● Description of the task
Check every line of the entries below for the word "static". Then give the number of lines that have it, with nothing added.

● Extracted material
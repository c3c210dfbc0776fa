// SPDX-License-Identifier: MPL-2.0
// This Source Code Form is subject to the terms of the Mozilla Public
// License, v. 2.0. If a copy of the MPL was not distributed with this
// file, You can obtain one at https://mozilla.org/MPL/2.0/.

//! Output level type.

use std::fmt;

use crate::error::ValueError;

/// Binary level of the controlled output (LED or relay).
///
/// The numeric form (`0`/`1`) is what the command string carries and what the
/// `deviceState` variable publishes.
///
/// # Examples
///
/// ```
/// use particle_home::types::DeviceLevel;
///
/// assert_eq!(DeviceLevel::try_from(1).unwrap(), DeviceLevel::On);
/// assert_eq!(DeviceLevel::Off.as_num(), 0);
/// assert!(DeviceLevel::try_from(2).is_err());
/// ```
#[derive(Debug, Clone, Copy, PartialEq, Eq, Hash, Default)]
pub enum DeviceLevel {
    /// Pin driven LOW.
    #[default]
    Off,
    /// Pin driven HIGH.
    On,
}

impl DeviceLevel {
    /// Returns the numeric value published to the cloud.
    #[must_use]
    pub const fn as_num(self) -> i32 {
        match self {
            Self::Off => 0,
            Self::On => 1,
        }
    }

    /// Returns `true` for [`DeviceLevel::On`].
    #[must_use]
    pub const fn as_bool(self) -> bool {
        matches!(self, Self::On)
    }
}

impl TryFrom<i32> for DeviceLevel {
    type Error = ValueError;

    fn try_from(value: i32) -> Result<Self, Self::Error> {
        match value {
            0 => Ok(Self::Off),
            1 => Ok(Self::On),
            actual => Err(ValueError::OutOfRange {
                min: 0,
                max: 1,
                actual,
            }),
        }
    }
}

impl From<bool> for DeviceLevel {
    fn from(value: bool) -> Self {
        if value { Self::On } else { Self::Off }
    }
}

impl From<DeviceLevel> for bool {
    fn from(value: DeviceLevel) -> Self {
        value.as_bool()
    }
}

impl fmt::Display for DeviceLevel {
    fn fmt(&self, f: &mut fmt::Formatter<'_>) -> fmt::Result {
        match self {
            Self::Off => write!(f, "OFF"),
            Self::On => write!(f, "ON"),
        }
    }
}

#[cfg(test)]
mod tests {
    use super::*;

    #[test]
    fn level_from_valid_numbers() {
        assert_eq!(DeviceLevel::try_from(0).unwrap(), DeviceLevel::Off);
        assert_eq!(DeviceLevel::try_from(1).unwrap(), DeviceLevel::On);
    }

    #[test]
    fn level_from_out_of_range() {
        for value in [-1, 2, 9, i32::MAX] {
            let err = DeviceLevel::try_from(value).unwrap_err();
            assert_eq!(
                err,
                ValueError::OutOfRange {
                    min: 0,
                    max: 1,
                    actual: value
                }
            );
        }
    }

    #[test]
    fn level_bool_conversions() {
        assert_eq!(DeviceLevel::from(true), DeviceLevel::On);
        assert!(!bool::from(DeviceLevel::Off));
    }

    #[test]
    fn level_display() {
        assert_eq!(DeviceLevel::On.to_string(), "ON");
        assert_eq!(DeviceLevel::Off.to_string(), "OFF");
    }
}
==
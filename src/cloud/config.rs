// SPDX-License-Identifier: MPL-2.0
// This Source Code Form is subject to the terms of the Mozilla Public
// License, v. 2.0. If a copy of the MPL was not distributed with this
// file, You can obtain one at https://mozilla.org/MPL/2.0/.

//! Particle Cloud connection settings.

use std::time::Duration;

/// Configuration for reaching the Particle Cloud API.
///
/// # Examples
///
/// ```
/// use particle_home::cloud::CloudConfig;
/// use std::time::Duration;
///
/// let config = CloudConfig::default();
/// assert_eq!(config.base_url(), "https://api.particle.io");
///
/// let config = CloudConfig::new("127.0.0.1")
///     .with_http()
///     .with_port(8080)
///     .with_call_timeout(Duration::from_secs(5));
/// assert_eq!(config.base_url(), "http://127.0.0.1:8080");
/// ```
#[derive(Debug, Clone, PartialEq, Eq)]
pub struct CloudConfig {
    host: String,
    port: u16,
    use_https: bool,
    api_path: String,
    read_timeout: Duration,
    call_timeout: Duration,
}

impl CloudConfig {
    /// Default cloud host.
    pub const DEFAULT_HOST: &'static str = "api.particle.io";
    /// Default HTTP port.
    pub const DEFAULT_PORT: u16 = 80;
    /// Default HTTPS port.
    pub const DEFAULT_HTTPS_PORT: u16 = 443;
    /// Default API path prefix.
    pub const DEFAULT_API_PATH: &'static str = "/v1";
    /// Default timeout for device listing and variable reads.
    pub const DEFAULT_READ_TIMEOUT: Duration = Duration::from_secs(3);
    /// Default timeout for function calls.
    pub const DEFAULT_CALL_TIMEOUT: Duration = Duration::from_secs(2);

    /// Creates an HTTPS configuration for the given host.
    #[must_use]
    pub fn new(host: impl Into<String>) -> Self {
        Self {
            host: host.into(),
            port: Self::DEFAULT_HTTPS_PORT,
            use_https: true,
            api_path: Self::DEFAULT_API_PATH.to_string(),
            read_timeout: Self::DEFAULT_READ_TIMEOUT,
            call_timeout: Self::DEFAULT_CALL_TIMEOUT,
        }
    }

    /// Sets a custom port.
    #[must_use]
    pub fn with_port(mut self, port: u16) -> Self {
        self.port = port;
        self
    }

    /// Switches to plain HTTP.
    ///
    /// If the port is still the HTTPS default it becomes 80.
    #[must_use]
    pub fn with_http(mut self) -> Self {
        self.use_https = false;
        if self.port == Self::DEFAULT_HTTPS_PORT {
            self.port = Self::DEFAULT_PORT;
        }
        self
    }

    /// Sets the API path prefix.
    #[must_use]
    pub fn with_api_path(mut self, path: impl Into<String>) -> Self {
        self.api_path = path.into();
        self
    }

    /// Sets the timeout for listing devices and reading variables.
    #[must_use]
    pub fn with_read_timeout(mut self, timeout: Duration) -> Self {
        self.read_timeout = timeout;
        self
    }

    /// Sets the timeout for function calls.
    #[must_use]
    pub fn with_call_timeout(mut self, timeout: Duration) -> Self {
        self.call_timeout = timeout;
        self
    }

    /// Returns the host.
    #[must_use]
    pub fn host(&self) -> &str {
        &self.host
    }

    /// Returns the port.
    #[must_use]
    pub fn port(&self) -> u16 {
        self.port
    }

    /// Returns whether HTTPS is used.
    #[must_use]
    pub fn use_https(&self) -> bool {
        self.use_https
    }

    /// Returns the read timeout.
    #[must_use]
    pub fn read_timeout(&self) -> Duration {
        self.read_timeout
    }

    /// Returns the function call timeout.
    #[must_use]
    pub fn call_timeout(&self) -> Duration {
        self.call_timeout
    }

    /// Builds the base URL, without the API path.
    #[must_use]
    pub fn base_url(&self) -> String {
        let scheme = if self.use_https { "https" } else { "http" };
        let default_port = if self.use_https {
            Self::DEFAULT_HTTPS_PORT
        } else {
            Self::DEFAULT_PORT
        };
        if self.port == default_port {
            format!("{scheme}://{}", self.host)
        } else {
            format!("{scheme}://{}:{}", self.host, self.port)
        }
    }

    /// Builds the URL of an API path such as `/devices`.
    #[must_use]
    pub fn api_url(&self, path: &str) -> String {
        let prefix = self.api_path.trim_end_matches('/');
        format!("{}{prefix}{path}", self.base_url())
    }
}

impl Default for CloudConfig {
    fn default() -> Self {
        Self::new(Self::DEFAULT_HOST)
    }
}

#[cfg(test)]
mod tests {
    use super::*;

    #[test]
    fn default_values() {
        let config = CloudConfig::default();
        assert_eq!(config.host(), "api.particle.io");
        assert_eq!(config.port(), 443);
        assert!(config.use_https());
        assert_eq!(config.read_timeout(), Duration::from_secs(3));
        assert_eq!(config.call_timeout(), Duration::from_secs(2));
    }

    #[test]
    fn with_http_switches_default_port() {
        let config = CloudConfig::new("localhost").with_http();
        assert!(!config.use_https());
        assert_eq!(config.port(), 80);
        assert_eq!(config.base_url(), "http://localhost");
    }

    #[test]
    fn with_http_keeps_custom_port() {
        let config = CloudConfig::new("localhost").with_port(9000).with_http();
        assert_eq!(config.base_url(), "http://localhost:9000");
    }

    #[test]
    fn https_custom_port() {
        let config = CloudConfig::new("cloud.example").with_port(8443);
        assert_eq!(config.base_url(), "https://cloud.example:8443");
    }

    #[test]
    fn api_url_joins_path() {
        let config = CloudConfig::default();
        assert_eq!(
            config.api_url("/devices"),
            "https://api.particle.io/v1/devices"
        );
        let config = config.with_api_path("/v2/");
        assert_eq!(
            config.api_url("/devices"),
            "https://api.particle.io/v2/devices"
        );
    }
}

● Expected answer
2